-- Assignment --
Reproduce the records that follow exactly as they are written.

Start of Given records

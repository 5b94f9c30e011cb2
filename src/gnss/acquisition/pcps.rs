
use std::f64::consts;
use std::sync::Arc;

use rustfft::FFT;
use rustfft::num_complex::Complex;

use crate::Sample;
use crate::gnss::signal_modulation;

/// Parallel code phase search: one coherent FFT correlation per Doppler bin
/// per 1 [ms] window, power-accumulated over a configurable number of
/// non-coherent passes.
pub struct Acquisition {
	pub fs:f64,
	pub prn:usize,
	pub test_statistic_threshold:f64,
	pub second_peak_margin:f64,
	pub non_coherent_sums:usize,
	pub doppler_freqs:Vec<f64>,
	pub doppler_step_hz:f64,
	pub buffer:Vec<Complex<f64>>,
	pub len_fft:usize,
	pub fft:Arc<dyn FFT<f64>>,
	pub local_code_freq_domain:Vec<Complex<f64>>,
	pub fft_out:  Vec<Complex<f64>>,
	pub ifft:Arc<dyn FFT<f64>>,
	pub ifft_out: Vec<Complex<f64>>,
	pub power_map:Vec<Vec<f64>>,
	pub sums_done:usize,
	pub input_power_total:f64,
	pub next_sample_idx:usize,
}

impl Acquisition {

	/// Aim the search at a different PRN, reusing the FFT plans and buffers
	pub fn retune(&mut self, prn:usize) {
		let symbol:Vec<i8> = signal_modulation::prn_int_sampled(prn, self.fs);
		let mut local_code_time_domain:Vec<Complex<f64>> = symbol.into_iter()
			.map(|b| Complex{ re: b as f64, im: 0.0 }).collect();
		self.fft.process(&mut local_code_time_domain, &mut self.fft_out);
		self.local_code_freq_domain = (&self.fft_out).into_iter().map(|p| p.conj()).collect();
		self.prn = prn;
		self.clear_search();
	}

	/// Drop buffered samples and any partially accumulated search
	pub fn clear_search(&mut self) {
		self.buffer.clear();
		for row in self.power_map.iter_mut() {
			for bin in row.iter_mut() { *bin = 0.0; }
		}
		self.sums_done = 0;
		self.input_power_total = 0.0;
	}

	/// Best bin over the full map whether or not it clears the detection
	/// policy.  Sub-threshold results from a non-allocated PRN are how the
	/// scheduler estimates the false-alarm floor.
	pub fn block_for_candidate(&mut self) -> Option<super::AcquisitionResult> {
		while self.buffer.len() >= self.len_fft {
			self.accumulate_window();
			if self.sums_done >= self.non_coherent_sums {
				return Some(self.finalize());
			}
		}
		None
	}

	fn accumulate_window(&mut self) {
		let signal:Vec<Complex<f64>> = self.buffer.drain(..self.len_fft).collect();

		self.input_power_total += signal.iter().map(|c| c.re*c.re + c.im*c.im).sum::<f64>();

		for (row, freq) in self.doppler_freqs.iter().enumerate() {
			// Wipe the carrier off the input signal
			let phase_step_rad:f64 = (-2.0 * consts::PI * (*freq)) / self.fs;
			let mut doppler_wiped_time_domain:Vec<Complex<f64>> = (0..(signal.len()))
				.map(|idx| {
					let phase = phase_step_rad * (idx as f64);
					signal[idx] * Complex{ re: phase.cos(), im: phase.sin() }
				}).collect();

			// Run the forward FFT
			self.fft.process(&mut doppler_wiped_time_domain, &mut self.fft_out);

			// Perform multiplication in the freq domain, which is convolution in the time domain
			let mut convolution_freq_domain:Vec<Complex<f64>> = (&self.fft_out).into_iter()
				.zip((&self.local_code_freq_domain).into_iter())
				.map( |(a,b)| a*b )
				.collect();

			// Run the inverse FFT to get correlation in the time domain
			self.ifft.process(&mut convolution_freq_domain, &mut self.ifft_out);
			let scale:f64 = self.len_fft as f64;
			for (idx, mf_response) in (&self.ifft_out).into_iter().enumerate() {
				self.power_map[row][idx] += (mf_response / scale).norm_sqr();
			}
		}

		self.sums_done += 1;
	}

	fn finalize(&mut self) -> super::AcquisitionResult {
		let mut peak_power:f64 = 0.0;
		let mut peak_row:usize = 0;
		let mut peak_idx:usize = 0;
		for (row, bins) in self.power_map.iter().enumerate() {
			for (idx, power) in bins.iter().enumerate() {
				if *power > peak_power {
					peak_power = *power;
					peak_row = row;
					peak_idx = idx;
				}
			}
		}

		// Best power in the same Doppler row more than one chip from the peak
		let chip_samples:usize = (self.len_fft + 1022) / 1023;
		let mut second_peak_power:f64 = 0.0;
		for (idx, power) in self.power_map[peak_row].iter().enumerate() {
			let direct = if idx > peak_idx { idx - peak_idx } else { peak_idx - idx };
			let circular = direct.min(self.len_fft - direct);
			if circular > chip_samples && *power > second_peak_power {
				second_peak_power = *power;
			}
		}

		// All windows since the last restart are contiguous, so the last
		// window's start anchors the code phase to an absolute sample index
		let last_window_start:usize = self.next_sample_idx - self.buffer.len() - self.len_fft;

		let result = super::AcquisitionResult{
			prn: self.prn,
			doppler_hz: self.doppler_freqs[peak_row],
			doppler_step_hz: self.doppler_step_hz,
			code_phase: peak_idx,
			boundary_sample_idx: last_window_start + peak_idx,
			peak_power, second_peak_power,
			input_power_total: self.input_power_total,
			mf_len: self.len_fft,
			non_coherent_sums: self.sums_done,
		};

		for row in self.power_map.iter_mut() {
			for bin in row.iter_mut() { *bin = 0.0; }
		}
		self.sums_done = 0;
		self.input_power_total = 0.0;

		result
	}

}

impl super::Acquisition for Acquisition {

	fn provide_sample(&mut self, sample:&Sample) {
		if sample.idx == self.next_sample_idx {
			self.buffer.push(sample.val);
			self.next_sample_idx = sample.idx + 1;
		} else if sample.idx > self.next_sample_idx {
			// The feed skipped.  Windows accumulated after the gap would no
			// longer share the pre-gap windows' code phase alignment, so the
			// whole search restarts on the new contiguous run.
			self.clear_search();
			self.buffer.push(sample.val);
			self.next_sample_idx = sample.idx + 1;
		}
	}

	fn block_for_result(&mut self) -> Option<super::AcquisitionResult> {
		self.block_for_candidate()
			.filter(|result| result.accepted(self.test_statistic_threshold, self.second_peak_margin))
	}

}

End of Given records

-- Answer to the exercise --
repository 5b94f9c30e011cb2
filename src/gnss/acquisition/pcps.rs

use std::f64::consts;
use std::sync::Arc;

use rustfft::FFT;
use rustfft::num_complex::Complex;

use crate::Sample;
use crate::gnss::signal_modulation;

/// Parallel code phase search: one coherent FFT correlation per Doppler bin
/// per 1 [ms] window, power-accumulated over a configurable number of
/// non-coherent passes.
pub struct Acquisition {
	pub fs:f64,
	pub prn:usize,
	pub test_statistic_threshold:f64,
	pub second_peak_margin:f64,
	pub non_coherent_sums:usize,
	pub doppler_freqs:Vec<f64>,
	pub doppler_step_hz:f64,
	pub buffer:Vec<Complex<f64>>,
	pub len_fft:usize,
	pub fft:Arc<dyn FFT<f64>>,
	pub local_code_freq_domain:Vec<Complex<f64>>,
	pub fft_out:  Vec<Complex<f64>>,
	pub ifft:Arc<dyn FFT<f64>>,
	pub ifft_out: Vec<Complex<f64>>,
	pub power_map:Vec<Vec<f64>>,
	pub sums_done:usize,
	pub input_power_total:f64,
	pub next_sample_idx:usize,
}

impl Acquisition {

	/// Aim the search at a different PRN, reusing the FFT plans and buffers
	pub fn retune(&mut self, prn:usize) {
		let symbol:Vec<i8> = signal_modulation::prn_int_sampled(prn, self.fs);
		let mut local_code_time_domain:Vec<Complex<f64>> = symbol.into_iter()
			.map(|b| Complex{ re: b as f64, im: 0.0 }).collect();
		self.fft.process(&mut local_code_time_domain, &mut self.fft_out);
		self.local_code_freq_domain = (&self.fft_out).into_iter().map(|p| p.conj()).collect();
		self.prn = prn;
		self.clear_search();
	}

	/// Drop buffered samples and any partially accumulated search
	pub fn clear_search(&mut self) {
		self.buffer.clear();
		for row in self.power_map.iter_mut() {
			for bin in row.iter_mut() { *bin = 0.0; }
		}
		self.sums_done = 0;
		self.input_power_total = 0.0;
	}

	/// Best bin over the full map whether or not it clears the detection
	/// policy.  Sub-threshold results from a non-allocated PRN are how the
	/// scheduler estimates the false-alarm floor.
	pub fn block_for_candidate(&mut self) -> Option<super::AcquisitionResult> {
		while self.buffer.len() >= self.len_fft {
			self.accumulate_window();
			if self.sums_done >= self.non_coherent_sums {
				return Some(self.finalize());
			}
		}
		None
	}

	fn accumulate_window(&mut self) {
		let signal:Vec<Complex<f64>> = self.buffer.drain(..self.len_fft).collect();

		self.input_power_total += signal.iter().map(|c| c.re*c.re + c.im*c.im).sum::<f64>();

		for (row, freq) in self.doppler_freqs.iter().enumerate() {
			// Wipe the carrier off the input signal
			let phase_step_rad:f64 = (-2.0 * consts::PI * (*freq)) / self.fs;
			let mut doppler_wiped_time_domain:Vec<Complex<f64>> = (0..(signal.len()))
				.map(|idx| {
					let phase = phase_step_rad * (idx as f64);
					signal[idx] * Complex{ re: phase.cos(), im: phase.sin() }
				}).collect();

			// Run the forward FFT
			self.fft.process(&mut doppler_wiped_time_domain, &mut self.fft_out);

			// Perform multiplication in the freq domain, which is convolution in the time domain
			let mut convolution_freq_domain:Vec<Complex<f64>> = (&self.fft_out).into_iter()
				.zip((&self.local_code_freq_domain).into_iter())
				.map( |(a,b)| a*b )
				.collect();

			// Run the inverse FFT to get correlation in the time domain
			self.ifft.process(&mut convolution_freq_domain, &mut self.ifft_out);
			let scale:f64 = self.len_fft as f64;
			for (idx, mf_response) in (&self.ifft_out).into_iter().enumerate() {
				self.power_map[row][idx] += (mf_response / scale).norm_sqr();
			}
		}

		self.sums_done += 1;
	}

	fn finalize(&mut self) -> super::AcquisitionResult {
		let mut peak_power:f64 = 0.0;
		let mut peak_row:usize = 0;
		let mut peak_idx:usize = 0;
		for (row, bins) in self.power_map.iter().enumerate() {
			for (idx, power) in bins.iter().enumerate() {
				if *power > peak_power {
					peak_power = *power;
					peak_row = row;
					peak_idx = idx;
				}
			}
		}

		// Best power in the same Doppler row more than one chip from the peak
		let chip_samples:usize = (self.len_fft + 1022) / 1023;
		let mut second_peak_power:f64 = 0.0;
		for (idx, power) in self.power_map[peak_row].iter().enumerate() {
			let direct = if idx > peak_idx { idx - peak_idx } else { peak_idx - idx };
			let circular = direct.min(self.len_fft - direct);
			if circular > chip_samples && *power > second_peak_power {
				second_peak_power = *power;
			}
		}

		// All windows since the last restart are contiguous, so the last
		// window's start anchors the code phase to an absolute sample index
		let last_window_start:usize = self.next_sample_idx - self.buffer.len() - self.len_fft;

		let result = super::AcquisitionResult{
			prn: self.prn,
			doppler_hz: self.doppler_freqs[peak_row],
			doppler_step_hz: self.doppler_step_hz,
			code_phase: peak_idx,
			boundary_sample_idx: last_window_start + peak_idx,
			peak_power, second_peak_power,
			input_power_total: self.input_power_total,
			mf_len: self.len_fft,
			non_coherent_sums: self.sums_done,
		};

		for row in self.power_map.iter_mut() {
			for bin in row.iter_mut() { *bin = 0.0; }
		}
		self.sums_done = 0;
		self.input_power_total = 0.0;

		result
	}

}

impl super::Acquisition for Acquisition {

	fn provide_sample(&mut self, sample:&Sample) {
		if sample.idx == self.next_sample_idx {
			self.buffer.push(sample.val);
			self.next_sample_idx = sample.idx + 1;
		} else if sample.idx > self.next_sample_idx {
			// The feed skipped.  Windows accumulated after the gap would no
			// longer share the pre-gap windows' code phase alignment, so the
			// whole search restarts on the new contiguous run.
			self.clear_search();
			self.buffer.push(sample.val);
			self.next_sample_idx = sample.idx + 1;
		}
	}

	fn block_for_result(&mut self) -> Option<super::AcquisitionResult> {
		self.block_for_candidate()
			.filter(|result| result.accepted(self.test_statistic_threshold, self.second_peak_margin))
	}

}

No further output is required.